Marvel Studio’s Moon Knight series creator and show runner Jeremy Slater last stepped into the comic book realm with screenwriting duties on 2015’s ill-fated Fantastic Four reboot. It’s widely believed that the film needed the strong guidance of a producer such as the Marvel Cinematic Universe’s Kevin Feige, and Slater tried for around 10 years to break into that world. When he heard Disney+ would begin offering a wide array of MCU series, he discovered this was his chance.
After being presented with a list of characters they were considering, Slater immediately gravitated toward Moon Knight, and the rest, as they say, is history.
“It’s monsters. It’s weirdness. It lives and breathes in the dark corners of the MCU, and I figured, with my past writing experiences, I would have a much better shot at getting that job as opposed to some of the other MCU shows that sort of operate in very different tonal territories,” Slater explained. “So that was the only one that I focused on and just went after it as hard as I could.”
That drive resulted in Marvel Studios and Disney+’s acclaimed Moon Knight, starring Oscar Isaac as the titular superhero who suffers from dissociative identity disorder (DID). Isaac essentially plays two characters: the adventurous Marc Spector and the mild-mannered Stephen Grant. As with WandaVision before it, the series honestly explores grief, trauma, and the various ways people can react to both set against a beautifully rendered Egyptian locale.
But one thing Slater wanted to make clear: Moon Knight is no Batman Junior.
“That was one of my big things coming in is. If you just do a cursory look at this character, he feels like a rip off. He has the cape and a cowl. He’s beating up muggers in alleyways. He’s flying moon cycles and moon wings, and he’s got a billionaire playboy alter ego. In the wrong hands, this feels like bargain basement Batman. I just wasn’t that interested in trying to do a super grounded vigilante story. I feel like they’ve been done well in the past, and I didn’t know what I could bring to the table versus looking at the Moon Knight comics, especially the Jeff Lumira run where it started to get into more psychological, trippy, weird head spaces. That’s something fresh and exciting. That’s something we haven’t necessarily seen before in this superhero space.”
Table stakes for the series involved bringing in dozens of experts on both Egyptian lore and mental health issues. Slater and director Mohammed Diab wanted Moon Knight to feel authentically grounded and inclusive considering its setting. The team had constant access to an Egyptian archeologist, a mental health expert to consult on DID, a rabbi for Judaism perspectives, and more specialists provided by Marvel Studios.
But it was Slater’s biggest concern to show respect and authenticity when portraying a character with DID. It could not feel cartoonish or inauthentic.
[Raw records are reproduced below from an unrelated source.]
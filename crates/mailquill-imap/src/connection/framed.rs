//! Framed I/O for the IMAP protocol.
//!
//! IMAP interleaves CRLF-terminated lines with raw literal octets
//! announced by `{N}` markers. The reader here has exactly two modes:
//! [`FramedStream::read_line`] for lines and
//! [`FramedStream::read_literal`] / [`FramedStream::read_literal_into`]
//! for literal bytes. Literals are never consumed implicitly; the
//! caller sees the marker on the line and decides where the bytes go.

#![allow(clippy::missing_errors_doc)]

use std::io;

use bytes::BytesMut;
use tokio::io::{AsyncBufReadExt, AsyncRead, AsyncReadExt, AsyncWrite, AsyncWriteExt, BufReader};

use crate::error::ProtocolError;
use crate::{Error, Result};

/// Default buffer size for reading.
const DEFAULT_BUFFER_SIZE: usize = 8192;

/// Maximum line length to prevent memory exhaustion.
const MAX_LINE_LENGTH: usize = 1024 * 1024; // 1 MB

/// Maximum literal size to prevent memory exhaustion.
pub const MAX_LITERAL_SIZE: usize = 100 * 1024 * 1024; // 100 MB

/// Framed connection for the IMAP protocol.
///
/// Buffered line reading, explicit literal reading, buffered writing.
#[derive(Debug)]
pub struct FramedStream<S> {
    reader: BufReader<S>,
    write_buffer: BytesMut,
}

impl<S> FramedStream<S>
where
    S: AsyncRead + AsyncWrite + Unpin,
{
    /// Creates a new framed stream.
    pub fn new(stream: S) -> Self {
        Self {
            reader: BufReader::with_capacity(DEFAULT_BUFFER_SIZE, stream),
            write_buffer: BytesMut::with_capacity(DEFAULT_BUFFER_SIZE),
        }
    }

    /// Reads a single CRLF-terminated line, returning it without CRLF.
    ///
    /// Lines are required to be valid UTF-8 (IMAP response lines are
    /// 7-bit; 8-bit data travels in literals).
    pub async fn read_line(&mut self) -> Result<String> {
        let mut line = Vec::new();

        loop {
            let buf = self.reader.fill_buf().await?;
            if buf.is_empty() {
                return Err(Error::Io(io::Error::new(
                    io::ErrorKind::UnexpectedEof,
                    "connection closed",
                )));
            }

            // The CRLF may be split across transport reads: the CR is
            // already in `line` and this chunk starts with the LF.
            if line.last() == Some(&b'\r') && buf[0] == b'\n' {
                line.pop();
                self.reader.consume(1);
                break;
            }

            if let Some(pos) = find_crlf(buf) {
                line.extend_from_slice(&buf[..pos]);
                self.reader.consume(pos + 2);
                break;
            }

            // No CRLF yet, consume all and continue
            let len = buf.len();
            line.extend_from_slice(buf);
            self.reader.consume(len);

            if line.len() > MAX_LINE_LENGTH {
                return Err(Error::Protocol(ProtocolError::LineTooLong));
            }
        }

        if line.len() > MAX_LINE_LENGTH {
            return Err(Error::Protocol(ProtocolError::LineTooLong));
        }

        String::from_utf8(line)
            .map_err(|_| Error::Protocol(ProtocolError::Malformed("non-UTF-8 line".to_string())))
    }

    /// Reads exactly `length` literal bytes into memory.
    ///
    /// Use [`Self::read_literal_into`] for bodies that should not be
    /// buffered whole.
    pub async fn read_literal(&mut self, length: usize) -> Result<Vec<u8>> {
        check_literal_size(length)?;
        let mut data = Vec::with_capacity(length);
        self.copy_literal(length, &mut data).await?;
        Ok(data)
    }

    /// Streams exactly `length` literal bytes into `sink`.
    ///
    /// A short read (server closed mid-literal) is reported as
    /// [`ProtocolError::LiteralMismatch`] with the byte counts.
    pub async fn read_literal_into<W>(&mut self, length: usize, sink: &mut W) -> Result<()>
    where
        W: AsyncWrite + Unpin,
    {
        check_literal_size(length)?;
        self.copy_literal(length, sink).await
    }

    async fn copy_literal<W>(&mut self, length: usize, sink: &mut W) -> Result<()>
    where
        W: AsyncWrite + Unpin,
    {
        let mut chunk = [0u8; DEFAULT_BUFFER_SIZE];
        let mut remaining = length;

        while remaining > 0 {
            let want = remaining.min(chunk.len());
            let n = self.reader.read(&mut chunk[..want]).await?;
            if n == 0 {
                return Err(Error::Protocol(ProtocolError::LiteralMismatch {
                    declared: length,
                    got: length - remaining,
                }));
            }
            sink.write_all(&chunk[..n]).await?;
            remaining -= n;
        }

        Ok(())
    }

    /// Writes one line, appending CRLF, and flushes.
    pub async fn write_line(&mut self, line: &str) -> Result<()> {
        self.write_buffer.clear();
        self.write_buffer.extend_from_slice(line.as_bytes());
        self.write_buffer.extend_from_slice(b"\r\n");

        let stream = self.reader.get_mut();
        stream.write_all(&self.write_buffer).await?;
        stream.flush().await?;

        Ok(())
    }

    /// Writes raw bytes (literal payloads) without framing.
    ///
    /// Does not flush; callers flush once per logical payload with
    /// [`Self::flush`].
    pub async fn write_raw(&mut self, data: &[u8]) -> Result<()> {
        let stream = self.reader.get_mut();
        stream.write_all(data).await?;
        Ok(())
    }

    /// Flushes the underlying stream.
    pub async fn flush(&mut self) -> Result<()> {
        self.reader.get_mut().flush().await?;
        Ok(())
    }

    /// Gets a mutable reference to the underlying stream.
    pub fn get_mut(&mut self) -> &mut S {
        self.reader.get_mut()
    }

    /// Consumes the framed stream and returns the inner stream.
    ///
    /// Note: any buffered read data is lost, so only call this between
    /// complete exchanges (e.g. after a STARTTLS `OK`).
    pub fn into_inner(self) -> S {
        self.reader.into_inner()
    }
}

fn check_literal_size(length: usize) -> Result<()> {
    if length > MAX_LITERAL_SIZE {
        return Err(Error::Protocol(ProtocolError::BadLiteral(format!(
            "literal too large: {length} bytes (max {MAX_LITERAL_SIZE})"
        ))));
    }
    Ok(())
}

/// Finds the position of CRLF in a buffer.
fn find_crlf(buf: &[u8]) -> Option<usize> {
    buf.windows(2).position(|w| w == b"\r\n")
}

#[cfg(test)]
#[allow(
    clippy::unwrap_used,
    clippy::redundant_clone,
    clippy::manual_string_new,
    clippy::needless_collect,
    clippy::unreadable_literal,
    clippy::used_underscore_items,
    clippy::similar_names
)]
mod tests {
    use super::*;
    use tokio_test::io::Builder;

    #[test]
    fn test_find_crlf() {
        assert_eq!(find_crlf(b"hello\r\n"), Some(5));
        assert_eq!(find_crlf(b"\r\n"), Some(0));
        assert_eq!(find_crlf(b"no newline"), None);
        assert_eq!(find_crlf(b"just\n"), None);
        assert_eq!(find_crlf(b"just\r"), None);
    }

    #[tokio::test]
    async fn test_read_line_strips_crlf() {
        let mock = Builder::new().read(b"* OK ready\r\n").build();
        let mut framed = FramedStream::new(mock);

        let line = framed.read_line().await.unwrap();
        assert_eq!(line, "* OK ready");
    }

    #[tokio::test]
    async fn test_read_line_across_chunks() {
        let mock = Builder::new().read(b"* OK re").read(b"ady\r\n").build();
        let mut framed = FramedStream::new(mock);

        let line = framed.read_line().await.unwrap();
        assert_eq!(line, "* OK ready");
    }

    #[tokio::test]
    async fn test_read_line_crlf_split_across_chunks() {
        let mock = Builder::new()
            .read(b"* OK ready\r")
            .read(b"\n* 2 EXISTS\r\n")
            .build();
        let mut framed = FramedStream::new(mock);

        assert_eq!(framed.read_line().await.unwrap(), "* OK ready");
        assert_eq!(framed.read_line().await.unwrap(), "* 2 EXISTS");
    }

    #[tokio::test]
    async fn test_read_line_bare_cr_is_data() {
        let mock = Builder::new().read(b"a\rb\r").read(b"c\r\n").build();
        let mut framed = FramedStream::new(mock);

        assert_eq!(framed.read_line().await.unwrap(), "a\rb\rc");
    }

    #[tokio::test]
    async fn test_read_line_length_limit() {
        let long_line = "A".repeat(MAX_LINE_LENGTH + 100);
        let mock = Builder::new().read(long_line.as_bytes()).build();
        let mut framed = FramedStream::new(mock);

        let result = framed.read_line().await;
        assert!(matches!(
            result,
            Err(Error::Protocol(ProtocolError::LineTooLong))
        ));
    }

    #[tokio::test]
    async fn test_literal_not_consumed_by_read_line() {
        let mock = Builder::new()
            .read(b"* 1 FETCH (RFC822 {5}\r\nhello)\r\n")
            .build();
        let mut framed = FramedStream::new(mock);

        let line = framed.read_line().await.unwrap();
        assert_eq!(line, "* 1 FETCH (RFC822 {5}");

        let literal = framed.read_literal(5).await.unwrap();
        assert_eq!(literal, b"hello");

        let tail = framed.read_line().await.unwrap();
        assert_eq!(tail, ")");
    }

    #[tokio::test]
    async fn test_read_literal_into_sink() {
        let mock = Builder::new().read(b"0123456789").build();
        let mut framed = FramedStream::new(mock);

        let mut sink = Vec::new();
        framed.read_literal_into(10, &mut sink).await.unwrap();
        assert_eq!(sink, b"0123456789");
    }

    #[tokio::test]
    async fn test_read_literal_short_read() {
        let mock = Builder::new().read(b"abc").build();
        let mut framed = FramedStream::new(mock);

        let result = framed.read_literal(10).await;
        assert!(matches!(
            result,
            Err(Error::Protocol(ProtocolError::LiteralMismatch {
                declared: 10,
                got: 3,
            }))
        ));
    }

    #[tokio::test]
    async fn test_read_literal_size_limit() {
        let mock = Builder::new().build();
        let mut framed = FramedStream::new(mock);

        let result = framed.read_literal(MAX_LITERAL_SIZE + 1).await;
        assert!(matches!(
            result,
            Err(Error::Protocol(ProtocolError::BadLiteral(_)))
        ));
    }

    #[tokio::test]
    async fn test_write_line_appends_crlf() {
        let mock = Builder::new().write(b"A001 NOOP\r\n").build();
        let mut framed = FramedStream::new(mock);

        framed.write_line("A001 NOOP").await.unwrap();
    }
}
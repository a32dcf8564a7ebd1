//! Message data retrieval.
//!
//! Two fetchers with different shapes: [`headers`] pulls summary rows
//! for a whole range into one staging buffer, [`message`] materializes
//! single full messages into a small rotating file cache.

pub mod headers;
pub mod message;

pub use headers::{HeaderBatch, HeaderRecord, fetch_headers};
pub use message::{CachedMessage, MessageCache, MessageHeaders};
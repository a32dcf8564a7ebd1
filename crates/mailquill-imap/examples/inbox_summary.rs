#![allow(clippy::expect_used, clippy::doc_markdown, clippy::uninlined_format_args)]
//! Example: Connect to an IMAP server and summarize the inbox
//!
//! Connects over implicit TLS, negotiates the strongest available
//! authentication mechanism, and prints one line per message in the
//! most recent batch.
//!
//! ## Running
//!
//! ```bash
//! IMAP_HOST=imap.example.com IMAP_USER=you@example.com \
//!     cargo run --package mailquill-imap --example inbox_summary
//! ```

use std::io::{self, Write};

use mailquill_imap::handler::LoggingHandler;
use mailquill_imap::{
    Account, Authenticator, Config, CredentialSource, Security, Session, fetch_headers,
};

/// Reads the password from stdin when the negotiator asks for it.
struct StdinPrompt;

impl CredentialSource for StdinPrompt {
    fn password(&mut self, username: &str, host: &str) -> Option<String> {
        print!("Password for {} at {}: ", username, host);
        io::stdout().flush().ok()?;
        let mut password = String::new();
        io::stdin().read_line(&mut password).ok()?;
        let password = password.trim();
        if password.is_empty() {
            None
        } else {
            Some(password.to_string())
        }
    }
}

#[tokio::main]
async fn main() -> Result<(), Box<dyn std::error::Error>> {
    tracing_subscriber::fmt::init();

    let host = std::env::var("IMAP_HOST").expect("set IMAP_HOST");
    let user = std::env::var("IMAP_USER").expect("set IMAP_USER");

    println!("Connecting to {}:993...", host);
    let config = Config::builder(&host).security(Security::Implicit).build();
    let stream = config.open().await?;

    let mut session = Session::from_stream(stream).await?;
    println!("✓ Connected ({} auth mechanisms offered)", session.capabilities().auth.len());

    let mut handler = LoggingHandler;
    Authenticator::new(Account::new(&user, &host))
        .with_credentials(Box::new(StdinPrompt))
        .authenticate(&mut session, &mut handler)
        .await?;
    println!("✓ Authenticated as {}\n", user);

    let text = session
        .run("SELECT INBOX", &mut handler)
        .await?
        .into_result()?;
    println!("INBOX selected: {}", text);

    let batch = fetch_headers(&mut session, &mut handler, 1, 25).await?;
    for record in batch.records() {
        let date = record
            .internal_date
            .map_or_else(|| "unknown date".to_string(), |d| d.to_rfc2822());
        println!(
            "#{:<4} {:>8} bytes  {}  {}",
            record.seq,
            record.size.unwrap_or(0),
            if record.flags.seen { " " } else { "*" },
            date,
        );
    }

    session.logout().await?;
    println!("\n✓ Logged out");
    Ok(())
}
The team recognized that the Moon Knight series itself could be seen as a vast metaphor for mental health, and they had to get it exactly right.
“You don’t know what state your viewers are in. You don’t know which of your viewers out there is hanging on by their fingernails. It was so important to me that whatever we put out into the universe has to ultimately be good,” Slater shared. “It has to have a positive message about mental health. I want those viewers to see this and feel empowered. I want them to see that the things that they view as challenges and hurdles can actually be potential sources of strength and courage. You want people to have a positive takeaway.”
So, what’s next for Moon Knight?
That all depends on where MCU guru Kevin Feige and star Oscar Isaac want to take the character.
“I think we told a very satisfying standalone story, but I definitely want to see more of Moon Knight and more of Oscar Isaac in the MCU. There’s just too much damn fun to put that toy back on the shelf, and never play with it again,” Slater gushed. “I would love to see a Moon Knight movie personally. I think he’s earned the right to graduate to the big screen. To see some of these visuals on a 50-foot screen would be phenomenal.”